* _EXERCISE DATA_:
*** Begin section ***

use crate::controller::Reconciler;
use crate::provider::Cloud;
use crate::{Config, Result};
use kube::Client;
use log::{error, info};
use rand::Rng;
use std::sync::Arc;
use std::time::Duration;

pub struct Controller {
    pub config: Arc<Config>,
    pub(super) client: Client,
    pub(super) cloud: Arc<Cloud>,
    pub(super) reconciler: Reconciler,
}

// Jittered delay before a failed watcher restarts.
fn restart_delay() -> Duration {
    Duration::from_millis(rand::thread_rng().gen_range(500..5000))
}

impl Controller {
    pub fn new(config: Arc<Config>, client: Client, cloud: Arc<Cloud>) -> Controller {
        let reconciler = Reconciler::new(Arc::clone(&cloud));

        Controller {
            config,
            client,
            cloud,
            reconciler,
        }
    }

    pub async fn seed(&self) -> Result<()> {
        self.seed_nodes().await?;
        self.seed_endpoint_slices().await?;
        self.seed_services().await?;

        Ok(())
    }

    pub async fn start_watchers(self: Arc<Self>) {
        let node_handle = tokio::spawn({
            let controller = Arc::clone(&self);

            async move {
                loop {
                    if let Err(e) = controller.watch_nodes().await {
                        error!("Error returned by node watcher: {}", e);
                    }

                    info!("Restarting node watcher");
                    tokio::time::sleep(restart_delay()).await;
                }
            }
        });

        let svc_handle = tokio::spawn({
            let controller = Arc::clone(&self);

            async move {
                loop {
                    if let Err(e) = controller.watch_services().await {
                        error!("Error returned by service watcher: {}", e);
                    }

                    info!("Restarting service watcher");
                    tokio::time::sleep(restart_delay()).await;
                }
            }
        });

        let slice_handle = tokio::spawn({
            let controller = Arc::clone(&self);

            async move {
                loop {
                    if let Err(e) = controller.watch_endpoint_slices().await {
                        error!("Error returned by endpoint slice watcher: {}", e);
                    }

                    info!("Restarting endpoint slice watcher");
                    tokio::time::sleep(restart_delay()).await;
                }
            }
        });

        let resync_handle = tokio::spawn({
            let controller = Arc::clone(&self);
            let period = Duration::from_secs(controller.config.resync_interval_secs.max(1));

            async move {
                let mut interval = tokio::time::interval(period);
                // The first tick completes immediately and seeding already reconciled everything.
                interval.tick().await;

                loop {
                    interval.tick().await;
                    info!("Resyncing load balancer services");
                    controller.reconciler.resync().await;
                }
            }
        });

        // Will never return
        let _ = tokio::join!(node_handle, svc_handle, slice_handle, resync_handle);
    }
}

*** End section ***

* _WHAT YOU ARE ASKED TO DO_: Copy out each line carrying the string "Result" from the data.

* _ANSWER SECTION_:
use crate::{Config, Result};
    pub async fn seed(&self) -> Result<()> {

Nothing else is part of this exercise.